We first analyse the properties of NOS by comparing it to (i) a standard image captioning data set (COCO) and (ii) a data set of news in English (GoodNews). Our analysis showed that NOS and GoodNews captions are more similar to each other than they are to COCO. In particular, the majority of NOS and GoodNews captions contain named entities, while the opposite holds for COCO. This reveals that a standard image captioning model might not be suitable for NOS and in alignment with GoodNews may benefit from entity-aware caption generation.
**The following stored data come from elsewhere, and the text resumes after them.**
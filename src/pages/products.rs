//! Products Page
//!
//! Product table with client-side filter/search/sort over one cached list,
//! plus an optional live feed polled on its own interval while the checkbox
//! is checked.

use leptos::*;
use std::cell::RefCell;
use std::rc::Rc;

use crate::api;
use crate::components::{FilterBar, ProductTable};
use crate::state::filter::ProductFilter;
use crate::state::global::GlobalState;
use crate::state::poll::PollSwitch;
use crate::state::seq::FetchKind;

/// Live feed refresh period
const LIVE_INTERVAL_MS: u32 = 10_000;

/// Products page component
#[component]
pub fn Products() -> impl IntoView {
    let state = use_context::<GlobalState>().expect("GlobalState not found");
    let filter = create_rw_signal(ProductFilter::default());
    let (live, set_live) = create_signal(false);

    // Initial product load on mount
    let state_for_effect = state.clone();
    create_effect(move |_| {
        let state = state_for_effect.clone();
        spawn_local(async move {
            load_products(state).await;
        });
    });

    // Live feed interval, engaged and disengaged by the checkbox. Disengaging
    // drops the interval handle, so no further tick can fire.
    let poll: Rc<RefCell<PollSwitch<gloo_timers::callback::Interval>>> =
        Rc::new(RefCell::new(PollSwitch::new()));

    let state_for_live = state.clone();
    let poll_for_live = Rc::clone(&poll);
    create_effect(move |_| {
        if live.get() {
            let state = state_for_live.clone();

            // Immediate refresh, then poll
            let state_now = state.clone();
            let filtros = filter.get_untracked().live_query();
            spawn_local(async move {
                load_live_products(state_now, filtros).await;
            });

            let interval = gloo_timers::callback::Interval::new(LIVE_INTERVAL_MS, move || {
                let state = state.clone();
                let filtros = filter.get_untracked().live_query();
                spawn_local(async move {
                    load_live_products(state, filtros).await;
                });
            });
            poll_for_live.borrow_mut().engage(interval);
        } else if poll_for_live.borrow().is_running() {
            poll_for_live.borrow_mut().disengage();
        }
    });

    let poll_for_cleanup = Rc::clone(&poll);
    on_cleanup(move || {
        poll_for_cleanup.borrow_mut().disengage();
    });

    let products = state.products;

    view! {
        <div class="space-y-6">
            // Header with live feed toggle
            <div class="flex items-center justify-between">
                <div>
                    <h1 class="text-3xl font-bold">"Produtos"</h1>
                    <p class="text-gray-400 mt-1">
                        {move || format!("{} produtos em cache", products.get().len())}
                    </p>
                </div>

                <label class="flex items-center space-x-2 cursor-pointer select-none">
                    <input
                        type="checkbox"
                        prop:checked=move || live.get()
                        on:change=move |ev| set_live.set(event_target_checked(&ev))
                        class="w-4 h-4 accent-amber-500"
                    />
                    <span class="text-sm text-gray-300">"Tempo real"</span>
                    {move || {
                        live.get().then(|| view! {
                            <span class="w-2 h-2 bg-green-400 rounded-full pulse" />
                        })
                    }}
                </label>
            </div>

            // Filter controls
            <FilterBar filter=filter />

            // Table (first 50 matching rows)
            <ProductTable filter=filter />
        </div>
    }
}

/// Load the full product listing into the cache. Sequenced together with
/// [`load_live_products`], which writes the same signal.
async fn load_products(state: GlobalState) {
    let token = state.seq.begin(FetchKind::Products);
    match api::fetch_products().await {
        Ok(products) => {
            if state.seq.is_current(FetchKind::Products, token) {
                state.products.set(products);
                state.products_error.set(None);
            }
        }
        Err(e) => {
            web_sys::console::error_1(&format!("Failed to fetch products: {}", e).into());
            if state.seq.is_current(FetchKind::Products, token) {
                state.products_error.set(Some(e));
            }
        }
    }
}

/// One tick of the live feed; stale responses are discarded.
///
/// Shares `FetchKind::Products` with [`load_products`]: both write the same
/// table, so a token from either loader supersedes the other's in-flight
/// request.
async fn load_live_products(state: GlobalState, filtros: String) {
    let token = state.seq.begin(FetchKind::Products);
    match api::fetch_live_products(&filtros).await {
        Ok(products) => {
            if state.seq.is_current(FetchKind::Products, token) {
                state.products.set(products);
                state.products_error.set(None);
            }
        }
        Err(e) => {
            // Keep the cached list; the next tick retries
            web_sys::console::error_1(&format!("Live feed error: {}", e).into());
        }
    }
}

#[cfg(test)]
mod tests {
    use super::*;
    use crate::state::seq::FetchSeq;

    // The mount-time listing and the live feed both fill the product table.
    // A mount response that resolves after a live payload is stale and must
    // not replace it.
    #[test]
    fn late_full_listing_does_not_clobber_live_feed() {
        let seq = FetchSeq::new();
        let mut table: Vec<&str> = Vec::new();

        let mount = seq.begin(FetchKind::Products);
        let live = seq.begin(FetchKind::Products);

        // The live payload comes back first and is applied
        if seq.is_current(FetchKind::Products, live) {
            table = vec!["live-row"];
        }
        // The earlier mount response arrives afterwards and is discarded
        if seq.is_current(FetchKind::Products, mount) {
            table = vec!["mount-row"];
        }

        assert_eq!(table, vec!["live-row"]);
    }
}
We apply several methods for the task of image caption generation on the data set. We initially experiment with (1) a standard state-of-the-art image captioning model based on the bottom-up top-down attention architecture, which only leverages information from the image. We then use (2) an extension to this model incorporating information from the article text associated with the image, based on the hypothesis that this will incorporate contextual information into the caption that is not necessarily present in the image. Finally, we experiment with (3) an extension of the model where generated nouns and noun phrases are mapped into named entities using a corpus-specific module. This is hypothesized to generate captions containing names of entities present in the image.
The models are trained on NOS as well as translated captions from the COCO data set. A quantitative evaluation is performed using standard image captioning metrics as well a F1 score which assigns more weight to named entities. Qualitative evaluation is performed by members of the editorial team at NOS.
Our hypothesis is that the entity-aware image captioning model will outperform the standard image captioning model when applied to our data set. The project is currently ongoing and we only have preliminary results. However, we expect to be able to present all results at the time of CLIN32.